> Collected data entries:
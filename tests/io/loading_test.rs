//! Tests for loading populations from CSV and Parquet files

use std::fs::File;
use std::path::Path;

use cohort_match::{MatchingContext, MatchingError, load_table};
use parquet::arrow::ArrowWriter;

use crate::utils::{PATIENT_HEADER, PATIENT_ROWS, sequential_config, write_patient_csv};

#[test]
fn test_load_csv_and_match() {
    let dir = tempfile::tempdir().unwrap();
    let path = write_patient_csv(dir.path(), "patients.csv", PATIENT_ROWS);

    let context = MatchingContext::load(&path, sequential_config()).unwrap();
    assert_eq!(context.population().len(), 8);

    let result = context.run().unwrap();
    assert_eq!(
        result.id_pairs().collect::<Vec<_>>(),
        vec![("P01", "P03"), ("P02", "P04"), ("P08", "P05")]
    );
}

#[test]
fn test_numeric_ids_become_strings() {
    let dir = tempfile::tempdir().unwrap();
    let rows = [
        "1,Treated,5,3,2",
        "2,Not Yet Treated,5,3,3",
        "3,Not Yet Treated,9,1,4",
        "4,Not Yet Treated,2,7,1",
        "5,Treated,6,6,6",
    ];
    let path = write_patient_csv(dir.path(), "numeric.csv", &rows);

    let context = MatchingContext::load(&path, sequential_config()).unwrap();
    let ids: Vec<&str> = context
        .population()
        .units()
        .iter()
        .map(|u| u.id.as_str())
        .collect();
    assert_eq!(ids, vec!["1", "2", "3", "4", "5"]);
}

#[test]
fn test_load_parquet_and_match() {
    let dir = tempfile::tempdir().unwrap();
    let csv_path = write_patient_csv(dir.path(), "patients.csv", PATIENT_ROWS);
    let batch = load_table(&csv_path, 1024).unwrap();

    let parquet_path = dir.path().join("patients.parquet");
    let file = File::create(&parquet_path).unwrap();
    let mut writer = ArrowWriter::try_new(file, batch.schema(), None).unwrap();
    writer.write(&batch).unwrap();
    writer.close().unwrap();

    let from_csv = MatchingContext::load(&csv_path, sequential_config())
        .unwrap()
        .run()
        .unwrap();
    let from_parquet = MatchingContext::load(&parquet_path, sequential_config())
        .unwrap()
        .run()
        .unwrap();

    assert_eq!(from_csv.pairs, from_parquet.pairs);
}

#[test]
fn test_small_batches_are_combined() {
    let dir = tempfile::tempdir().unwrap();
    let path = write_patient_csv(dir.path(), "patients.csv", PATIENT_ROWS);

    let batch = load_table(&path, 3).unwrap();
    assert_eq!(batch.num_rows(), PATIENT_ROWS.len());
}

#[test]
fn test_missing_file() {
    let err = MatchingContext::load(Path::new("/no/such/patients.csv"), sequential_config())
        .unwrap_err();
    assert!(matches!(err, MatchingError::DataLoad { .. }));
    assert!(err.is_load_error());
}

#[test]
fn test_header_only_file() {
    let dir = tempfile::tempdir().unwrap();
    let path = write_patient_csv(dir.path(), "empty.csv", &[]);
    let err = MatchingContext::load(&path, sequential_config()).unwrap_err();
    assert!(err.is_load_error());
}

#[test]
fn test_missing_covariate_column() {
    let dir = tempfile::tempdir().unwrap();
    let path = dir.path().join("partial.csv");
    std::fs::write(
        &path,
        "Patient_ID,Treatment_Status,Pain_Baseline,Urgency_Baseline\nP1,Treated,1,2\n",
    )
    .unwrap();

    let err = MatchingContext::load(&path, sequential_config()).unwrap_err();
    assert!(matches!(err, MatchingError::MissingColumn(ref c) if c == "Frequency_Baseline"));
}

#[test]
fn test_non_numeric_covariate() {
    let dir = tempfile::tempdir().unwrap();
    let rows = [
        "P1,Treated,5,3,2",
        "P2,Not Yet Treated,5,severe,3",
        "P3,Not Yet Treated,9,1,4",
    ];
    let path = write_patient_csv(dir.path(), "bad.csv", &rows);

    let err = MatchingContext::load(&path, sequential_config()).unwrap_err();
    assert!(matches!(
        err,
        MatchingError::InvalidCovariate { ref id, ref column }
            if id == "P2" && column == "Urgency_Baseline"
    ));
}

#[test]
fn test_empty_covariate_cell() {
    let dir = tempfile::tempdir().unwrap();
    let rows = ["P1,Treated,5,3,2", "P2,Not Yet Treated,,3,3", "P3,Treated,1,1,1"];
    let path = write_patient_csv(dir.path(), "gap.csv", &rows);

    let err = MatchingContext::load(&path, sequential_config()).unwrap_err();
    assert!(matches!(
        err,
        MatchingError::InvalidCovariate { ref id, ref column }
            if id == "P2" && column == "Pain_Baseline"
    ));
}

#[test]
fn test_failed_load_keeps_previous_context() {
    let dir = tempfile::tempdir().unwrap();
    let good = write_patient_csv(dir.path(), "good.csv", PATIENT_ROWS);
    let bad = dir.path().join("bad.csv");
    std::fs::write(&bad, format!("{PATIENT_HEADER}\nP1,Treated,1,2\n")).unwrap();

    let context = MatchingContext::load(&good, sequential_config()).unwrap();
    let before = context.run().unwrap();

    assert!(MatchingContext::load(&bad, sequential_config()).is_err());

    let after = context.run().unwrap();
    assert_eq!(before.pairs, after.pairs);
}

> Your goal:
The expected answer is each line of the records above that includes the string "before".

> Solution to this problem:
    let before = context.run().unwrap();
    assert_eq!(before.pairs, after.pairs);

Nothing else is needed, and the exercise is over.